Mohammed Ali al-Houthi, a member of Yemen’s Supreme Political Council, said on Saturday that the Yemeni Armed Forces will continue their attacks to pressure Israel to completely halt its aggression on Palestinians in Gaza, lift its blockade there, and allow the unrestricted entry of food, medicine, and basic commodities into the coastal territory.
He cautioned Israeli officials against any ground offensive on Rafah, stating that any escalatory measure against the Palestinian population in Gaza would prompt the Yemeni army to up the ante and carry out more operations against the occupying regime’s interests.
Houthi noted that the Yemeni Armed Forces’ retaliatory strikes entail lofty humanitarian, religious and fraternal goals, and are meant to stop the Israeli genocidal war against ordinary people, particularly women, children and the elderly, in Gaza.
“Our operations will continue at times and places of our choosing,” the senior Yemeni official declared.
Houthi also stressed that all US and British assets became legitimate targets in the aftermath of their joint military strikes in Yemen.

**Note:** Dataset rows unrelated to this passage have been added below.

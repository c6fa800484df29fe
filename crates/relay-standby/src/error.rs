use thiserror::Error;

#[derive(Error, Debug)]
pub enum StandbyError {
    #[error("Redis connection error: {0}")]
    Connection(String),

    #[error("Redis operation error: {0}")]
    Redis(#[from] redis::RedisError),

    #[error("Election already running")]
    AlreadyRunning,

    #[error("Configuration error: {0}")]
    Config(String),
}

pub type Result<T> = std::result::Result<T, StandbyError>;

He roundly dismissed as flat-out lies Washington and London’s claims about the insecurity of the Red Sea for international shipping and mariners.
The top Yemeni official stated that the leader of the Ansarullah resistance movement, Abdul-Malik al-Houthi, has ensured all countries that their respective commercial vessels can easily pass through the Red Sea as long as they are not linked to Israel.

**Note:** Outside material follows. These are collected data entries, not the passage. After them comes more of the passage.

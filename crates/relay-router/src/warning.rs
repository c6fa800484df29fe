//! In-memory warning store.
//!
//! Bounded at `max_warnings` entries with oldest-first eviction.
//! Operations are O(n) under a single lock, which is fine at this size
//! and call rate.

use chrono::Utc;
use parking_lot::RwLock;
use std::collections::HashMap;
use std::sync::Arc;
use std::time::Duration;
use tracing::{debug, info};

use relay_common::{Warning, WarningCategory, WarningSeverity};

#[derive(Debug, Clone)]
pub struct WarningStoreConfig {
    pub max_warnings: usize,
    /// Warnings older than this are dropped by the cleanup task.
    pub max_warning_age_hours: i64,
}

impl Default for WarningStoreConfig {
    fn default() -> Self {
        Self {
            max_warnings: 1000,
            max_warning_age_hours: 24,
        }
    }
}

pub struct WarningStore {
    warnings: RwLock<HashMap<String, Warning>>,
    config: WarningStoreConfig,
}

impl WarningStore {
    pub fn new(config: WarningStoreConfig) -> Self {
        Self {
            warnings: RwLock::new(HashMap::new()),
            config,
        }
    }

    /// Add a warning, evicting the oldest entry when at capacity.
    pub fn add(
        &self,
        category: WarningCategory,
        severity: WarningSeverity,
        message: String,
        source: String,
    ) -> String {
        let warning = Warning::new(category, severity, message, source);
        let id = warning.id.clone();

        let mut warnings = self.warnings.write();

        while warnings.len() >= self.config.max_warnings {
            let oldest = warnings
                .values()
                .min_by_key(|w| w.created_at)
                .map(|w| w.id.clone());
            match oldest {
                Some(oldest_id) => {
                    warnings.remove(&oldest_id);
                }
                None => break,
            }
        }

        debug!(id = %id, category = ?category, severity = ?severity, "Warning added");
        warnings.insert(id.clone(), warning);
        id
    }

    pub fn all(&self) -> Vec<Warning> {
        self.warnings.read().values().cloned().collect()
    }

    pub fn by_severity(&self, severity: WarningSeverity) -> Vec<Warning> {
        self.warnings
            .read()
            .values()
            .filter(|w| w.severity == severity)
            .cloned()
            .collect()
    }

    pub fn by_category(&self, category: WarningCategory) -> Vec<Warning> {
        self.warnings
            .read()
            .values()
            .filter(|w| w.category == category)
            .cloned()
            .collect()
    }

    pub fn unacknowledged(&self) -> Vec<Warning> {
        self.warnings
            .read()
            .values()
            .filter(|w| !w.acknowledged)
            .cloned()
            .collect()
    }

    pub fn acknowledge(&self, id: &str) -> bool {
        let mut warnings = self.warnings.write();
        if let Some(warning) = warnings.get_mut(id) {
            warning.acknowledged = true;
            warning.acknowledged_at = Some(Utc::now());
            true
        } else {
            false
        }
    }

    pub fn acknowledge_all(&self) -> usize {
        let mut warnings = self.warnings.write();
        let now = Utc::now();
        let mut count = 0;

        for warning in warnings.values_mut() {
            if !warning.acknowledged {
                warning.acknowledged = true;
                warning.acknowledged_at = Some(now);
                count += 1;
            }
        }

        count
    }

    pub fn clear(&self) -> usize {
        let mut warnings = self.warnings.write();
        let removed = warnings.len();
        warnings.clear();
        removed
    }

    pub fn clear_older_than(&self, hours: i64) -> usize {
        let mut warnings = self.warnings.write();
        let threshold_minutes = hours * 60;
        let before = warnings.len();

        warnings.retain(|_, w| w.age_minutes() <= threshold_minutes);

        let removed = before - warnings.len();
        if removed > 0 {
            info!(removed = removed, hours = hours, "Cleared old warnings");
        }
        removed
    }

    pub fn count(&self) -> usize {
        self.warnings.read().len()
    }

    pub fn unacknowledged_count(&self) -> usize {
        self.warnings
            .read()
            .values()
            .filter(|w| !w.acknowledged)
            .count()
    }

    pub fn critical_count(&self) -> usize {
        self.warnings
            .read()
            .values()
            .filter(|w| w.severity == WarningSeverity::Critical && !w.acknowledged)
            .count()
    }

    pub fn has_critical(&self) -> bool {
        self.critical_count() > 0
    }

    /// Periodic maintenance.
    pub fn cleanup(&self) {
        self.clear_older_than(self.config.max_warning_age_hours);
    }
}

impl Default for WarningStore {
    fn default() -> Self {
        Self::new(WarningStoreConfig::default())
    }
}

/// Spawn the periodic cleanup task.
pub fn spawn_warning_cleanup(
    store: Arc<WarningStore>,
    interval: Duration,
    mut shutdown: tokio::sync::watch::Receiver<bool>,
) -> tokio::task::JoinHandle<()> {
    tokio::spawn(async move {
        let mut ticker = tokio::time::interval(interval);
        ticker.tick().await;

        loop {
            tokio::select! {
                _ = ticker.tick() => {
                    store.cleanup();
                }
                _ = shutdown.changed() => {
                    if *shutdown.borrow() {
                        break;
                    }
                }
            }
        }
    })
}

#[cfg(test)]
mod tests {
    use super::*;

    #[test]
    fn add_and_list() {
        let store = WarningStore::default();

        let id = store.add(
            WarningCategory::Processing,
            WarningSeverity::Error,
            "mediation failed".to_string(),
            "test".to_string(),
        );

        let all = store.all();
        assert_eq!(all.len(), 1);
        assert_eq!(all[0].id, id);
    }

    #[test]
    fn acknowledge_clears_unacknowledged_count() {
        let store = WarningStore::default();

        let id = store.add(
            WarningCategory::Routing,
            WarningSeverity::Warn,
            "unknown pool".to_string(),
            "test".to_string(),
        );

        assert_eq!(store.unacknowledged_count(), 1);
        assert!(store.acknowledge(&id));
        assert_eq!(store.unacknowledged_count(), 0);
    }

    #[test]
    fn filter_by_severity() {
        let store = WarningStore::default();

        store.add(
            WarningCategory::Processing,
            WarningSeverity::Warn,
            "w".to_string(),
            "test".to_string(),
        );
        store.add(
            WarningCategory::Election,
            WarningSeverity::Critical,
            "redis down".to_string(),
            "test".to_string(),
        );

        let critical = store.by_severity(WarningSeverity::Critical);
        assert_eq!(critical.len(), 1);
        assert_eq!(critical[0].message, "redis down");
        assert!(store.has_critical());
    }

    #[test]
    fn evicts_oldest_at_capacity() {
        let store = WarningStore::new(WarningStoreConfig {
            max_warnings: 3,
            max_warning_age_hours: 24,
        });

        let first = store.add(
            WarningCategory::Processing,
            WarningSeverity::Info,
            "first".to_string(),
            "test".to_string(),
        );
        for i in 0..3 {
            store.add(
                WarningCategory::Processing,
                WarningSeverity::Info,
                format!("later-{}", i),
                "test".to_string(),
            );
        }

        assert_eq!(store.count(), 3);
        assert!(!store.all().iter().any(|w| w.id == first));
    }

    #[test]
    fn clear_older_than_keeps_recent() {
        let store = WarningStore::default();
        store.add(
            WarningCategory::Processing,
            WarningSeverity::Info,
            "recent".to_string(),
            "test".to_string(),
        );

        assert_eq!(store.clear_older_than(1), 0);
        assert_eq!(store.count(), 1);
    }
}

The Gaza-based Hamas resistance movement has warned that a ground offensive on Rafah city will scupper any possibility of captive exchange negotiations.
Speaking to the al-Aqsa television channel, a senior Hamas leader said an Israeli military invasion of Rafah in the southern Gaza Strip would “blow up” the talks.
UNICEF Executive Director Catherine Russell has said that civilians in Rafah must be protected as they have nowhere to go.
Yemenis have declared their open support for Palestine’s struggle against the Israeli occupation since the regime launched a devastating war on Gaza on October 7 after the territory’s Palestinian resistance movements carried out a surprise retaliatory attack, dubbed Operation Al-Aqsa Storm, against the occupying entity.
Yemeni Armed Forces have said that they won’t stop their attacks until unrelenting Israeli ground and aerial offensives in Gaza, which have killed at least 28,176 people and wounded another 67,784 individuals, come to an end.